Henry A. Smith, who advised the chamber that the Wal-Mart bill would violate federal law regulating employee benefits, is a Baltimore-based lawyer with a practice focused on employee benefits, executive compensation and labor and employment law.

Smith said there have not been any rulings on a law identical to Maryland’s, but that in what he called “a very close case,” a federal court overturned a District of Columbia law dealing with employee benefits, saying state laws were pre-empted by the federal Employee Retirement Income Security Act.

“Any state attempt to regulate an employee benefit plan is pre-empted by the federal employee benefit law because of the Congress’ belief that a single federal regulatory scheme for employee benefits is preferable to 51 separate, varying state schemes,” Smith said.

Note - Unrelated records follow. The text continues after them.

pub mod code;
#[allow(clippy::module_inception)]
pub mod error;
pub mod executor;

pub use code::ErrorCode;
pub use error::{CliError, InputError};
pub use executor::{CheckSpecError, EngineError, ExecutionError, GraphError, ScopeConflict};
mod load;
mod types;

pub use load::{apply_env_overrides, get_gantry_data_dir, load, load_default, load_from};
pub use types::{AppConfig, CommandConfig, LoggingConfig};
//! Unit file loading
//!
//! A unit file declares the units of one run, as JSON or TOML:
//! - JSON: `{ "run_id": "...", "units": [...] }` or a bare array of units
//! - TOML: optional `run_id` plus `[[units]]` tables
//!
//! The format follows the file extension; anything that is not `.toml` is
//! read as JSON.

mod parser;

pub use parser::{load_unit_file, parse_unit_file, UnitFile, UnitFileFormat};
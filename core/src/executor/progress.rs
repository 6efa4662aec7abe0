use std::collections::HashMap;
use std::time::Duration;

use indicatif::{MultiProgress, ProgressBar, ProgressDrawTarget, ProgressStyle};

use super::types::UnitState;

/// Visual progress monitor for a run
///
/// One overall bar over units plus a spinner per running unit. Draws to
/// stderr so stdout stays reserved for the report.
pub struct ProgressMonitor {
    /// Multi-progress container
    multi: MultiProgress,
    /// Overall progress bar
    overall: ProgressBar,
    /// Per-unit spinners
    unit_bars: HashMap<String, ProgressBar>,
    /// Whether monitoring is enabled
    enabled: bool,
}

impl ProgressMonitor {
    /// Create a new progress monitor
    ///
    /// # Arguments
    ///
    /// * `total_units` - Total number of units in the graph
    /// * `enabled` - Whether to draw anything (disabled for jsonl output)
    pub fn new(total_units: usize, enabled: bool) -> Self {
        if !enabled {
            return Self::hidden();
        }

        let multi = MultiProgress::with_draw_target(ProgressDrawTarget::stderr());
        let overall = multi.add(ProgressBar::new(total_units as u64));

        let style = ProgressStyle::default_bar()
            .template("[{elapsed_precise}] {bar:40.cyan/blue} {pos}/{len} units ({percent}%) {msg}");
        match style {
            Ok(style) => overall.set_style(style.progress_chars("█▓▒░  ")),
            Err(err) => tracing::debug!(error = %err, "progress template rejected"),
        }
        overall.set_message("Starting...");

        Self {
            multi,
            overall,
            unit_bars: HashMap::new(),
            enabled: true,
        }
    }

    fn hidden() -> Self {
        Self {
            multi: MultiProgress::with_draw_target(ProgressDrawTarget::hidden()),
            overall: ProgressBar::hidden(),
            unit_bars: HashMap::new(),
            enabled: false,
        }
    }

    /// Add a unit and create its spinner
    pub fn add_unit(&mut self, unit_id: &str) {
        if !self.enabled {
            return;
        }

        let bar = self.multi.add(ProgressBar::new_spinner());
        if let Ok(style) = ProgressStyle::default_spinner().template("  {spinner:.green} {msg}") {
            bar.set_style(style.tick_strings(&["⠋", "⠙", "⠹", "⠸", "⠼", "⠴", "⠦", "⠧", "⠇", "⠏"]));
        }
        bar.set_message(format!("⏳ {unit_id}"));
        bar.enable_steady_tick(Duration::from_millis(100));

        self.unit_bars.insert(unit_id.to_string(), bar);
    }

    /// Show a retry on the unit's spinner
    pub fn retry_unit(&self, unit_id: &str, attempt: u32) {
        if let Some(bar) = self.unit_bars.get(unit_id) {
            bar.set_message(format!("🔁 {unit_id} (attempt {attempt})"));
        }
    }

    /// Mark a unit as terminal
    pub fn complete_unit(&mut self, unit_id: &str, state: UnitState, duration_ms: u64) {
        if !self.enabled {
            return;
        }

        let icon = if state == UnitState::Succeeded { "✅" } else { "❌" };
        match self.unit_bars.remove(unit_id) {
            Some(bar) => bar.finish_with_message(format!("{icon} {unit_id} ({duration_ms}ms)")),
            None => {
                // Blocked before dispatch; no spinner was ever created.
                self.overall.println(format!("  {icon} {unit_id} ({state})"));
            }
        }

        self.overall.inc(1);
    }

    /// Update overall progress message
    pub fn set_message(&self, msg: &str) {
        if self.enabled {
            self.overall.set_message(msg.to_string());
        }
    }

    /// Mark level progress
    pub fn update_level(&self, level: usize, total_levels: usize) {
        if self.enabled {
            self.overall
                .set_message(format!("Level {}/{}", level + 1, total_levels));
        }
    }

    /// Finish overall progress
    pub fn finish(&self, success: bool) {
        if !self.enabled {
            return;
        }

        let msg = if success {
            "✅ All units succeeded"
        } else {
            "❌ Run blocked"
        };

        self.overall.finish_with_message(msg.to_string());
    }
}

impl Drop for ProgressMonitor {
    fn drop(&mut self) {
        // Ensure all spinners are cleaned up
        for (_, bar) in self.unit_bars.drain() {
            bar.finish_and_clear();
        }
    }
}

#[cfg(test)]
mod tests {
    use super::*;

    #[test]
    fn disabled_monitor_is_inert() {
        let mut monitor = ProgressMonitor::new(3, false);

        monitor.add_unit("a");
        monitor.retry_unit("a", 2);
        monitor.complete_unit("a", UnitState::Succeeded, 100);
        monitor.set_message("test");
        monitor.finish(true);
        assert!(monitor.unit_bars.is_empty());
    }

    #[test]
    fn enabled_monitor_tracks_spinners() {
        let mut monitor = ProgressMonitor::new(3, true);

        monitor.add_unit("a");
        monitor.add_unit("b");
        assert_eq!(monitor.unit_bars.len(), 2);

        monitor.complete_unit("a", UnitState::Succeeded, 100);
        monitor.complete_unit("b", UnitState::Blocked, 200);
        monitor.complete_unit("c", UnitState::Blocked, 0);

        monitor.update_level(0, 2);
        monitor.finish(false);
        assert!(monitor.unit_bars.is_empty());
        assert_eq!(monitor.overall.position(), 3);
    }
}
//! CLI wiring: merge flag overrides into the config, build plugins, and run one command.
use std::path::Path;

use gantry_core::api::{
    generate_run_id, load_unit_file, validate_and_layer, AppConfig, CheckRegistry,
    CheckpointValidator, CliError, EngineError, ExecutionEngine, Graph, LevelPlan,
};
use gantry_plugins::factory;

use crate::commands::cli::{PlanArgs, RunArgs, ValidateArgs};

/// A unit file that passed graph validation.
pub struct LoadedPlan {
    pub run_id: Option<String>,
    pub graph: Graph,
    pub plan: LevelPlan,
}

/// Load, build and layer a unit file. Every failure here happens before any
/// unit runs and maps to exit code 2 (20 when the file cannot be read).
pub fn load_plan(path: &Path) -> Result<LoadedPlan, CliError> {
    let file = load_unit_file(path)?;
    let graph = Graph::build(file.units).map_err(EngineError::from)?;
    let plan = validate_and_layer(&graph).map_err(EngineError::from)?;
    Ok(LoadedPlan {
        run_id: file.run_id,
        graph,
        plan,
    })
}

/// CLI flags win over file and environment settings.
pub fn apply_run_overrides(cfg: &mut AppConfig, args: &RunArgs) {
    let exec = &mut cfg.executor;
    if let Some(n) = args.max_attempts {
        exec.max_attempts = n;
    }
    if let Some(secs) = args.timeout {
        exec.per_unit_timeout_seconds = (secs > 0).then_some(secs);
    }
    if args.no_fail_fast {
        exec.fail_fast = false;
    }
    if let Some(n) = args.max_parallel {
        exec.max_parallel = n;
    }
    if let Some(format) = args.format {
        exec.output.format = format.as_str().to_string();
    }
    if args.progress {
        exec.output.progress_bar = true;
    }
}

#[tracing::instrument(name = "cli.run", skip(args, cfg), fields(unit_file = %args.unit_file.display()))]
pub async fn run(args: &RunArgs, mut cfg: AppConfig) -> Result<i32, CliError> {
    apply_run_overrides(&mut cfg, args);

    let retry = factory::build_retry_strategy(&cfg.executor.retry)
        .map_err(|e| CliError::Config(e.to_string()))?;
    let renderer = factory::build_renderer(&cfg.executor.output);
    let executor = factory::build_executor(&cfg, args.dry_run);

    let loaded = load_plan(&args.unit_file)?;
    let run_id = args
        .run_id
        .clone()
        .or(loaded.run_id)
        .unwrap_or_else(generate_run_id);
    tracing::debug!(run_id = %run_id, executor = executor.name(), "run initialized");

    let engine = ExecutionEngine::builder(cfg.executor.clone())
        .renderer(renderer)
        .retry_strategy(retry)
        .run_id(run_id)
        .build();
    let report = engine.run(&loaded.graph, &loaded.plan, executor).await?;

    let json = report
        .to_json_pretty()
        .map_err(|e| CliError::Anyhow(e.into()))?;
    if let Some(path) = &args.report {
        std::fs::write(path, &json)?;
    }
    println!("{json}");

    tracing::info!(run_id = %report.run_id(), summary = %report.summary(), "run finished");
    Ok(report.exit_code())
}

pub fn plan(args: &PlanArgs) -> Result<i32, CliError> {
    let loaded = load_plan(&args.unit_file)?;
    if args.json {
        let json = serde_json::to_string_pretty(&loaded.plan)
            .map_err(|e| CliError::Anyhow(e.into()))?;
        println!("{json}");
    } else {
        print!("{}", render_plan(&loaded.plan));
    }
    Ok(0)
}

pub fn validate(args: &ValidateArgs) -> Result<i32, CliError> {
    let loaded = load_plan(&args.unit_file)?;
    // Named checks are only available to embedders, so they fail here.
    CheckpointValidator::compile(&loaded.graph, &CheckRegistry::new())?;
    println!(
        "ok: {} units in {} levels, {} scope warnings",
        loaded.plan.unit_count(),
        loaded.plan.levels.len(),
        loaded.plan.warnings.len()
    );
    Ok(0)
}

fn render_plan(plan: &LevelPlan) -> String {
    let mut out = String::new();
    for level in &plan.levels {
        out.push_str(&format!("level {}: {}\n", level.index, level.unit_ids.join(", ")));
    }
    for warning in &plan.warnings {
        out.push_str(&format!("warning: {warning}\n"));
    }
    out
}
/// Process exit codes surfaced by the CLI.
///
/// `Success`, `Blocked` and `ValidationError` are part of the run contract;
/// the remaining codes classify failures that happen outside a run.
#[derive(Debug, Clone, Copy, PartialEq, Eq)]
#[repr(i32)]
pub enum ErrorCode {
    Success = 0,
    Blocked = 1,
    ValidationError = 2,
    ConfigError = 11,
    IoError = 20,
    InternalError = 50,
}

impl ErrorCode {
    pub fn as_i32(self) -> i32 {
        self as i32
    }
}
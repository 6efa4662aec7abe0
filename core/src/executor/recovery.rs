use std::any::Any;
use std::panic::AssertUnwindSafe;
use std::sync::Arc;
use std::time::{Duration, Instant};

use futures::FutureExt;

use crate::error::ExecutionError;
use crate::executor::checkpoint::CheckpointValidator;
use crate::executor::traits::{ExecutionContext, UnitExecutor};
use crate::executor::types::{
    AttemptRecord, CheckpointResult, ExecutionOutput, FailedCheck, Unit, UnitState,
};

/// Runs one execution of a unit and evaluates its checkpoint.
pub struct Attempt {
    executor: Arc<dyn UnitExecutor>,
    validator: Arc<CheckpointValidator>,
    context: ExecutionContext,
    timeout: Option<Duration>,
}

/// What a single attempt produced.
#[derive(Debug, Clone)]
pub struct AttemptOutcome {
    pub result: CheckpointResult,
    /// `None` when the executor errored, timed out or panicked
    pub output: Option<ExecutionOutput>,
    pub duration_ms: u64,
}

impl AttemptOutcome {
    pub fn record(&self, attempt: u32) -> AttemptRecord {
        AttemptRecord {
            attempt,
            duration_ms: self.duration_ms,
            passed: self.result.passed,
            failed_checks: self.result.failed_checks.clone(),
        }
    }
}

impl Attempt {
    pub fn new(
        executor: Arc<dyn UnitExecutor>,
        validator: Arc<CheckpointValidator>,
        context: ExecutionContext,
        timeout: Option<Duration>,
    ) -> Self {
        Self {
            executor,
            validator,
            context,
            timeout,
        }
    }

    /// Execute `unit` once as attempt `unit.attempt_count`.
    ///
    /// Executor errors, timeouts and panics all come back as a failed
    /// `execution` check; nothing here is fatal to the run.
    pub async fn run(&self, unit: &Unit, prior_failures: Option<Vec<FailedCheck>>) -> AttemptOutcome {
        let ctx = ExecutionContext {
            attempt: unit.attempt_count,
            prior_failures,
            ..self.context.clone()
        };

        let started = Instant::now();
        let executed = self.execute_guarded(unit, &ctx).await;
        let duration_ms = started.elapsed().as_millis() as u64;

        match executed {
            Ok(output) => AttemptOutcome {
                result: self.validator.evaluate(unit, &output),
                output: Some(output),
                duration_ms,
            },
            Err(err) => {
                tracing::warn!(
                    unit_id = %unit.id,
                    attempt = unit.attempt_count,
                    error = %err,
                    "unit execution failed"
                );
                AttemptOutcome {
                    result: CheckpointResult::from_failures(
                        unit.checkpoint.name.clone(),
                        vec![FailedCheck::from_execution_error(&err)],
                    ),
                    output: None,
                    duration_ms,
                }
            }
        }
    }

    async fn execute_guarded(
        &self,
        unit: &Unit,
        ctx: &ExecutionContext,
    ) -> Result<ExecutionOutput, ExecutionError> {
        let call = AssertUnwindSafe(self.executor.execute(unit, ctx)).catch_unwind();

        let caught = match self.timeout {
            Some(limit) => tokio::time::timeout(limit, call)
                .await
                .map_err(|_| ExecutionError::Timeout(limit))?,
            None => call.await,
        };

        caught.unwrap_or_else(|payload| Err(ExecutionError::Panicked(panic_message(payload))))
    }
}

fn panic_message(payload: Box<dyn Any + Send>) -> String {
    if let Some(s) = payload.downcast_ref::<&str>() {
        (*s).to_string()
    } else if let Some(s) = payload.downcast_ref::<String>() {
        s.clone()
    } else {
        "unknown panic payload".to_string()
    }
}

/// Bounded re-execution of failed units.
#[derive(Debug, Clone, Copy, PartialEq, Eq)]
pub struct RecoveryController {
    max_attempts: u32,
}

impl RecoveryController {
    /// `max_attempts` counts every attempt including the first; `0` is
    /// treated as `1` (run once, never retry).
    pub fn new(max_attempts: u32) -> Self {
        Self {
            max_attempts: max_attempts.max(1),
        }
    }

    pub fn max_attempts(&self) -> u32 {
        self.max_attempts
    }

    pub fn has_budget(&self, unit: &Unit) -> bool {
        unit.attempt_count < self.max_attempts
    }

    /// Move a `Running` unit to its post-evaluation state.
    pub fn settle(&self, unit: &mut Unit, result: &CheckpointResult) {
        let next = if result.passed {
            UnitState::Succeeded
        } else if self.has_budget(unit) {
            UnitState::Failed
        } else {
            UnitState::Blocked
        };
        unit.set_state(next);
    }

    /// Retry a `Failed` unit once, feeding it the previous failures.
    ///
    /// Leaves the unit `Succeeded`, `Failed` (budget remains) or `Blocked`.
    pub async fn attempt_recovery(
        &self,
        unit: &mut Unit,
        previous: &CheckpointResult,
        attempt: &Attempt,
    ) -> AttemptOutcome {
        debug_assert_eq!(unit.state, UnitState::Failed);

        unit.set_state(UnitState::Running);
        unit.attempt_count += 1;
        tracing::info!(
            unit_id = %unit.id,
            attempt = unit.attempt_count,
            max_attempts = self.max_attempts,
            "retrying unit"
        );

        let outcome = attempt
            .run(unit, Some(previous.failed_checks.clone()))
            .await;
        self.settle(unit, &outcome.result);
        outcome
    }
}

Vincent DeMarco, president of Maryland Health Care for All, a coalition of organizations supporting the bill, said his organization is confident, based on advice from experts who have reviewed the legislation, that it will pass legal muster.

Democratic legislative leaders are working to line up the three-fifths vote in the House and Senate that are needed to override the veto. Vetoes are on the agenda for opening day, but votes are likely to be postponed at least until Thursday or Friday.

“We are cautiously optimistic that this (a veto override) is going to happen,” DeMarco said.

Wal-Mart Stores Inc. is opposed to the law and has hired some of the state’s top lobbyists to try to uphold the governor’s veto.